If you've consumed coconut oil or coconut meat lately, there's a reasonable chance it was imported from Thailand. And if it was, there's an even better chance the farmer who grew that coconut had a monkey fetch it from a tall tree.
Thailand has been raising and training pigtailed macaques to pick coconuts for around 400 years. Coconut farmers in Sri Lanka, Malaysia, India and other countries in the region sometimes rely on monkeys, too.
Why monkeys? Turns out a male monkey can collect an average of 1,600 coconuts per day and a female can get 600, while a human can only collect around 80 per day. It's also safer for a scampering, height-savvy monkey to pluck and drop the fruit from the trees — up to 80 feet tall — than a human, according to the National Primate Research Center at the University of Wisconsin, Madison.
We weren't aware that monkeys were key to the Asian coconut industry — until Animal Place, a farm sanctuary in Grass Valley, Calif., contacted us in early October claiming that monkeys are being "exploited" on coconut plantations there. "Animal-aware people are increasingly avoiding coconut products that come from monkey slavery," the group, which advocates a vegan diet, said.
While Animal Place says it has not actually visited any coconut plantations allegedly abusing monkeys, Marji Beach, the group's education director, tells The Salt that YouTube videos are evidence enough that the animals are cruelly shackled and forced to work.
"What I find most distressing is that they take them from wild, keep them tethered and keep them that way their whole life," says Beach. "Monkeys should stay in the wild."
After making the monkey-coconut discovery on YouTube, Beach asked several companies that sell coconut oil or other products containing coconut in the U.S. if their suppliers used monkeys. Beach says all of the companies she contacted replied that they do not.
Monkey trainers in Thailand tell The Salt they find that hard to believe.
"It would be difficult to find a coconut product made in Thailand that wasn't picked by a monkey," Arjen Schroevers tells The Salt by email. Monkeys pick 99 percent of the Thai coconuts sold for their oil and flesh, he says.
Schroevers runs the Monkey Training School in Surat Thani, Thailand, a Buddhist-inspired school founded 50 years ago to teach monkeys how to pick coconuts without the use of force or violence. He says Animal Place has it all wrong when it comes to how most monkeys that work on coconut farms are treated.

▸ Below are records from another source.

//! A consumer's local copy of the task list and the optimistic mutation driver.
//!
//! The session owns its `TaskView`. Mutations in flight only hold a weak
//! handle to it: once the session is dropped, late responses are discarded
//! instead of written.

use etask_core::{Preferences, Task, TaskStatus, is_done_by_subtasks};
use std::sync::{Arc, Weak};
use tokio::sync::Mutex;
use tracing::{debug, info, warn};

use crate::backend::{NewTask, TaskBackend, TaskQuery};
use crate::error::{BackendError, SyncError};
use crate::mutation::{MutationState, TaskMutation};

/// Transient user-facing message about a failed action.
#[derive(Debug, Clone, PartialEq, Eq)]
pub struct Notice {
    pub task_id: u64,
    pub message: String,
}

#[derive(Debug, Default)]
pub struct TaskView {
    tasks: Vec<Task>,
    notices: Vec<Notice>,
}

impl TaskView {
    pub fn tasks(&self) -> &[Task] {
        &self.tasks
    }

    pub fn get(&self, id: u64) -> Option<&Task> {
        self.tasks.iter().find(|t| t.id == id)
    }

    /// Overwrite the task with the same id in place. Returns false if it is
    /// no longer in the view.
    fn replace(&mut self, task: Task) -> bool {
        match self.tasks.iter_mut().find(|t| t.id == task.id) {
            Some(slot) => {
                *slot = task;
                true
            }
            None => false,
        }
    }

    fn notify(&mut self, task_id: u64, message: &str) {
        self.notices.push(Notice {
            task_id,
            message: message.to_string(),
        });
    }
}

#[derive(Debug, Clone, PartialEq, Eq)]
pub enum Outcome {
    /// Backend accepted. `reconciled` is true when its entity replaced the
    /// optimistic value.
    Committed { reconciled: bool },
    /// Backend refused; the snapshot is back in place.
    RolledBack { message: String },
    /// The view was dropped before the backend answered.
    Discarded,
}

impl Outcome {
    pub fn is_committed(&self) -> bool {
        matches!(self, Outcome::Committed { .. })
    }
}

#[derive(Debug, Clone, PartialEq, Eq)]
pub struct MutationReport {
    pub outcome: Outcome,
    /// Set when the mutation triggered the auto-complete follow-up.
    pub auto_complete: Option<Outcome>,
}

pub struct TaskSession {
    view: Arc<Mutex<TaskView>>,
    backend: Arc<dyn TaskBackend>,
    prefs: Preferences,
}

impl TaskSession {
    pub fn new(backend: Arc<dyn TaskBackend>, prefs: Preferences) -> Self {
        Self {
            view: Arc::new(Mutex::new(TaskView::default())),
            backend,
            prefs,
        }
    }

    pub fn prefs(&self) -> Preferences {
        self.prefs
    }

    /// Replace local state with a fresh backend listing.
    pub async fn load(&self, query: &TaskQuery) -> Result<usize, BackendError> {
        let tasks = self.backend.list_tasks(query).await?;
        let n = tasks.len();
        self.seed(tasks).await;
        debug!(backend = self.backend.backend_tag(), tasks = n, "loaded task view");
        Ok(n)
    }

    pub async fn seed(&self, tasks: Vec<Task>) {
        self.view.lock().await.tasks = tasks;
    }

    pub async fn tasks(&self) -> Vec<Task> {
        self.view.lock().await.tasks.clone()
    }

    pub async fn task(&self, id: u64) -> Option<Task> {
        self.view.lock().await.get(id).cloned()
    }

    pub async fn take_notices(&self) -> Vec<Notice> {
        std::mem::take(&mut self.view.lock().await.notices)
    }

    /// A handle that can run mutations without keeping the view alive.
    pub fn mutator(&self) -> Mutator {
        Mutator {
            view: Arc::downgrade(&self.view),
            backend: Arc::clone(&self.backend),
            prefs: self.prefs,
        }
    }

    pub async fn apply(
        &self,
        task_id: u64,
        mutation: TaskMutation,
    ) -> Result<MutationReport, SyncError> {
        self.mutator().apply(task_id, mutation).await
    }

    /// Not optimistic: the task only appears once the backend has assigned it
    /// an id.
    pub async fn create(&self, draft: &NewTask) -> Result<Task, BackendError> {
        match self.backend.create_task(draft).await {
            Ok(task) => {
                self.view.lock().await.tasks.push(task.clone());
                info!(task_id = task.id, "task created");
                Ok(task)
            }
            Err(e) => {
                warn!(error = %e, "task create failed");
                self.view.lock().await.notify(0, "Failed to create task");
                Err(e)
            }
        }
    }

    /// Optimistic removal; on failure the task goes back where it was.
    pub async fn delete(&self, task_id: u64) -> Result<Outcome, SyncError> {
        let (index, snapshot) = {
            let mut view = self.view.lock().await;
            let index = view
                .tasks
                .iter()
                .position(|t| t.id == task_id)
                .ok_or(SyncError::TaskNotFound(task_id))?;
            (index, view.tasks.remove(index))
        };

        match self.backend.delete_task(task_id).await {
            Ok(()) => {
                info!(task_id, "task deleted");
                Ok(Outcome::Committed { reconciled: false })
            }
            Err(e) => {
                let message = "Failed to delete task";
                warn!(task_id, error = %e, "{message}, restoring");
                let mut view = self.view.lock().await;
                let at = index.min(view.tasks.len());
                view.tasks.insert(at, snapshot);
                view.notify(task_id, message);
                Ok(Outcome::RolledBack {
                    message: message.to_string(),
                })
            }
        }
    }
}

#[derive(Clone)]
pub struct Mutator {
    view: Weak<Mutex<TaskView>>,
    backend: Arc<dyn TaskBackend>,
    prefs: Preferences,
}

impl Mutator {
    /// Run one mutation through the optimistic protocol. A committed subtask
    /// toggle that leaves every subtask checked chains a `SetStatus(Completed)`
    /// with its own rollback scope when auto-complete is on.
    pub async fn apply(
        &self,
        task_id: u64,
        mutation: TaskMutation,
    ) -> Result<MutationReport, SyncError> {
        let toggles_subtask = matches!(mutation, TaskMutation::ToggleSubtask { .. });
        let (outcome, settled) = self.run(task_id, mutation).await?;

        let mut report = MutationReport {
            outcome,
            auto_complete: None,
        };

        let Some(task) = settled else {
            return Ok(report);
        };
        if toggles_subtask
            && self.prefs.auto_complete
            && task.status != TaskStatus::Completed
            && is_done_by_subtasks(&task)
        {
            debug!(task_id, "all subtasks done, auto-completing");
            // The toggle has committed; a failed follow-up never fails it.
            let follow_up = match self
                .run(task_id, TaskMutation::SetStatus(TaskStatus::Completed))
                .await
            {
                Ok((outcome, _)) => outcome,
                Err(e) => {
                    debug!(task_id, error = %e, "auto-complete skipped");
                    Outcome::Discarded
                }
            };
            report.auto_complete = Some(follow_up);
        }

        Ok(report)
    }

    /// Returns the outcome and, when committed and still in the view, the task
    /// as it now stands.
    async fn run(
        &self,
        task_id: u64,
        mutation: TaskMutation,
    ) -> Result<(Outcome, Option<Task>), SyncError> {
        let state = {
            let Some(view) = self.view.upgrade() else {
                debug!(task_id, kind = mutation.kind(), "view dropped before mutation");
                return Ok((Outcome::Discarded, None));
            };
            let mut view = view.lock().await;
            let current = view.get(task_id).ok_or(SyncError::TaskNotFound(task_id))?;
            let state = MutationState::begin(current, &mutation)?;
            view.replace(state.visible().clone());
            state
        };
        debug!(task_id, kind = mutation.kind(), "optimistic write applied");

        let response = mutation.send(self.backend.as_ref(), task_id).await;

        let Some(view) = self.view.upgrade() else {
            debug!(task_id, kind = mutation.kind(), "view dropped, discarding response");
            return Ok((Outcome::Discarded, None));
        };
        let mut view = view.lock().await;

        match response {
            Ok(server) => {
                let reconciled = server.is_some();
                let state = state.commit(server);
                let task = state.visible().clone();
                let in_view = view.replace(task.clone());
                info!(task_id, kind = mutation.kind(), reconciled, "mutation committed");
                if !in_view {
                    debug!(task_id, "task left the view while in flight");
                    return Ok((Outcome::Committed { reconciled }, None));
                }
                Ok((Outcome::Committed { reconciled }, Some(task)))
            }
            Err(e) => {
                let message = mutation.failure_message();
                warn!(task_id, kind = mutation.kind(), error = %e, "{message}, rolling back");
                let state = state.roll_back();
                view.replace(state.visible().clone());
                view.notify(task_id, message);
                Ok((
                    Outcome::RolledBack {
                        message: message.to_string(),
                    },
                    None,
                ))
            }
        }
    }
}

"It is always relaxed, no shouting, no punishing," he says. "Every few trees the monkey hugs his owner, who then checks the monkey for red ants (who live in the trees) and the monkey gets a massage. Outside working hours the monkeys are kept as a pet (only for the family owners, to strangers they are not friendly)."
And as for the tethering, Schroevers says it serves a variety of purposes including guiding the monkeys up the tree and preventing them from escaping.
What's more, says Schroevers, the alternative would be a human poking a long pole with a knife up into the tree to cut the coconuts. "Because the trees are so high, you must stand straight under the coconuts you want to collect," he says. "They drop 6-12 at a time. Very dangerous!" (He adds that coconuts kill around 600 people per year worldwide.)
Of course, the working monkeys of Thailand have many similarly industrious counterparts in the animal world. Think oxen plowing fields, sheepdogs herding livestock, rottweilers guarding houses or beagles sniffing for drugs in airports. (Archaeologists say baboons once picked tree nuts in ancient Egypt.)
Others familiar with the coconut-picking monkeys of Thailand are also skeptical of the allegations of abuse. Leslie Sponsel is a professor emeritus of anthropology at the University of Hawaii who, with his wife, Dr. Poranee Natadecha-Sponsel, studied monkey-human relationships in Thailand and published papers on the topic.
"During our time in southern Thailand, we never observed or heard of cruelty or abuse of the monkeys," Sponsel says. "Indeed, the monkeys are very similar to family pets, and for some households, even like family members to some degree. Young ones are trained, and they are kept on a chain tethered to the handler or to a shelter when not working. They are fed, watered, bathed, groomed and otherwise cared for. They often ride to the coconut palm plantation on the back of a motor bike or in a cart driven by the handler.
"That is not to say that there is never any cruelty or mistreatment," Sponsel adds. But overall, he says he respects "the poor farmers and others who are just trying to survive and prosper in support of their families."